Two former CNRP officials banned from political activity have requested amnesty from the government, hoping to join with at least 22 former opposition members re-entering the political fray ahead of the June 2022 commune election.

Former Cambodia National Rescue Party Vice President Pol Ham and party official Phan Chansak, who is also Kem Sokha’s lawyer in the treason trial, requested a return to politics, according to a request letter dated May 17.

The Supreme Court dissolved the CNRP in 2017 for allegedly attempting a “color revolution” and banned 118 of its senior officials for five years. However, the government created an ad-hoc mechanism for the banned politicians to request amnesty, and, so far, 22 officials have returned to politics.

Ministry of Interior Spokesperson Khieu Sopheak said on Tuesday that the ministry had received a formal request from Pol Ham and Phan Chansak, and the letter had been forwarded to Interior Minister Sar Kheng for further processing.

Phan Chansak said he had submitted the request on Monday and was looking forward to returning to politics.

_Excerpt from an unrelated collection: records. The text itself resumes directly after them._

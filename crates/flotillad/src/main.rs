//! flotillad: the Flotilla daemon.
//!
//! # Usage
//!
//! ```text
//! flotillad run --config /etc/flotilla/flotillad.toml --data-dir /var/lib/flotilla
//! flotillad default-config > flotillad.toml
//! ```

use std::path::PathBuf;

use clap::{Parser, Subcommand};
use tokio::sync::watch;
use tracing::info;
use tracing_subscriber::EnvFilter;

use flotillad::{DaemonConfig, LogConfig, LogFormat, Manager, Overrides, open_store};

#[derive(Parser)]
#[command(name = "flotillad", about = "Flotilla progressive delivery daemon")]
struct Cli {
    #[command(subcommand)]
    command: Command,
}

#[derive(Subcommand)]
enum Command {
    /// Run the control plane until interrupted.
    Run {
        /// Path to flotillad.toml. Missing file means defaults.
        #[arg(long)]
        config: Option<PathBuf>,

        /// Data directory for persistent state.
        #[arg(long)]
        data_dir: Option<PathBuf>,

        /// Keep state in memory only.
        #[arg(long)]
        in_memory: bool,

        /// Concurrent reconcile passes per controller.
        #[arg(long)]
        workers: Option<usize>,

        /// Seconds between full resyncs.
        #[arg(long)]
        resync_secs: Option<u64>,

        /// Emit JSON log lines.
        #[arg(long)]
        json_logs: bool,
    },
    /// Print the default configuration file.
    DefaultConfig,
}

fn init_tracing(log: &LogConfig) {
    let filter = EnvFilter::try_from_default_env().unwrap_or_else(|_| EnvFilter::new(log.filter()));
    match log.format {
        LogFormat::Json => tracing_subscriber::fmt().json().with_env_filter(filter).init(),
        LogFormat::Text => tracing_subscriber::fmt().with_env_filter(filter).init(),
    }
}

#[tokio::main]
async fn main() -> anyhow::Result<()> {
    let cli = Cli::parse();

    match cli.command {
        Command::Run {
            config,
            data_dir,
            in_memory,
            workers,
            resync_secs,
            json_logs,
        } => {
            let overrides = Overrides {
                data_dir,
                in_memory,
                workers,
                resync_secs,
                json_logs,
            };
            let config = DaemonConfig::load(config.as_deref())?.apply(&overrides);
            init_tracing(&config.log);
            run(config).await
        }
        Command::DefaultConfig => {
            print!("{}", DaemonConfig::default().to_toml_string()?);
            Ok(())
        }
    }
}

async fn run(config: DaemonConfig) -> anyhow::Result<()> {
    info!("flotilla daemon starting");

    let store = open_store(&config.store)?;

    // ── Shutdown signal ────────────────────────────────────────

    let (shutdown_tx, shutdown_rx) = watch::channel(false);

    // ── Start controllers ──────────────────────────────────────

    info!(
        workers = config.controller.workers,
        resync_secs = config.controller.resync_interval_secs,
        "starting controllers"
    );
    let manager = tokio::spawn(Manager::new(store, config.controller.clone()).run(shutdown_rx));

    tokio::signal::ctrl_c().await?;
    info!("shutdown signal received");
    let _ = shutdown_tx.send(true);

    manager.await?;
    info!("flotilla daemon stopped");
    Ok(())
}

“I submitted [the request] to continue my political career in the democratic sphere. My political rights have been held up for more than three years. This has been a big waste of time,” he said.

He plans to join the Cambodia Reform Party, which was founded recently by another rehabilitated CNRP official, Ou Chanrath.

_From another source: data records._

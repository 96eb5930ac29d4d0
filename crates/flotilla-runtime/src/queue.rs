//! Work queue with per-key exclusivity.
//!
//! A key is in at most one of `pending` (sent to the dispatcher, not yet
//! started) or `running`. Triggers for a pending key are absorbed; triggers
//! for a running key mark it dirty so it runs once more after finishing.

use std::collections::{HashMap, HashSet};
use std::sync::{Arc, Mutex, MutexGuard, PoisonError};
use std::time::Duration;

use tokio::sync::mpsc;
use tracing::trace;

#[derive(Default)]
struct QueueState {
    pending: HashSet<String>,
    running: HashSet<String>,
    dirty: HashSet<String>,
    /// Consecutive failures per key, for backoff.
    failures: HashMap<String, u32>,
}

/// Cheap handle for feeding keys into a controller's queue.
#[derive(Clone)]
pub struct QueueHandle {
    name: &'static str,
    state: Arc<Mutex<QueueState>>,
    tx: mpsc::UnboundedSender<String>,
}

impl QueueHandle {
    pub(crate) fn new(name: &'static str) -> (Self, mpsc::UnboundedReceiver<String>) {
        let (tx, rx) = mpsc::unbounded_channel();
        let handle = Self {
            name,
            state: Arc::new(Mutex::new(QueueState::default())),
            tx,
        };
        (handle, rx)
    }

    fn lock(&self) -> MutexGuard<'_, QueueState> {
        self.state.lock().unwrap_or_else(PoisonError::into_inner)
    }

    /// Schedule `key` for reconciliation as soon as a worker is free.
    pub fn enqueue(&self, key: &str) {
        let mut state = self.lock();
        if state.running.contains(key) {
            state.dirty.insert(key.to_string());
            return;
        }
        if state.pending.insert(key.to_string()) {
            trace!(controller = self.name, %key, "enqueued");
            if self.tx.send(key.to_string()).is_err() {
                // Dispatcher is gone; nothing will drain this entry.
                state.pending.remove(key);
            }
        }
    }

    /// Schedule `key` after `delay`. Must be called inside a tokio runtime.
    pub fn enqueue_after(&self, key: &str, delay: Duration) {
        if delay.is_zero() {
            self.enqueue(key);
            return;
        }
        let handle = self.clone();
        let key = key.to_string();
        tokio::spawn(async move {
            tokio::time::sleep(delay).await;
            handle.enqueue(&key);
        });
    }

    /// Number of keys pending or running.
    pub fn len(&self) -> usize {
        let state = self.lock();
        state.pending.len() + state.running.len()
    }

    pub fn is_empty(&self) -> bool {
        self.len() == 0
    }

    /// Move a dispatched key from pending to running.
    pub(crate) fn start(&self, key: &str) {
        let mut state = self.lock();
        state.pending.remove(key);
        state.running.insert(key.to_string());
    }

    /// Mark `key` finished. Returns the consecutive failure count after this
    /// attempt and whether the key was triggered again while running, in
    /// which case it has already been put back on the queue.
    pub(crate) fn finish(&self, key: &str, failed: bool) -> (u32, bool) {
        let mut state = self.lock();
        state.running.remove(key);
        let failures = if failed {
            let n = state.failures.entry(key.to_string()).or_insert(0);
            *n += 1;
            *n
        } else {
            state.failures.remove(key);
            0
        };
        let rerun = state.dirty.remove(key);
        if rerun && state.pending.insert(key.to_string()) && self.tx.send(key.to_string()).is_err() {
            state.pending.remove(key);
        }
        (failures, rerun)
    }

    pub(crate) fn name(&self) -> &'static str {
        self.name
    }
}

Phan Chansak also hoped that other CNRP members would join the Cambodia Reform Party to compete in the commune election next year.

VOA Khmer could not reach Pol Ham for comment on Tuesday.

There are currently four CNRP-affiliated parties that could compete in the 2022 election: the Khmer Will Party, Khmer Conservatism Party, Cambodia Nation Love Party, and Cambodia Reform Party.

Ou Chanrath of the Cambodia Reform Party welcomed Phan Chansak’s desire to join the party and said his political aim was to ensure there was a “balance of power” in the country.

“If we're still dispersed, we can't do anything. I believe that is the way the ruling party will remain in power for more years to come,” he said.

During the formation of the Cambodia Reform Party, there was speculation that Pol Ham would join the party, but Ou Chanrath on Tuesday did not want to comment on the former CNRP official's plans after receiving amnesty.

Meas Nee, a social and political analyst, said individuals who were banned had the right to seek political rehabilitation. But, he was skeptical of the prospects of new, and small, CNRP-affiliated parties.

“It is important to note that the establishment of small parties is to disperse the politicians or to be ready for any democratic movement in the future. This is an important direction which we don't see for now,” he said.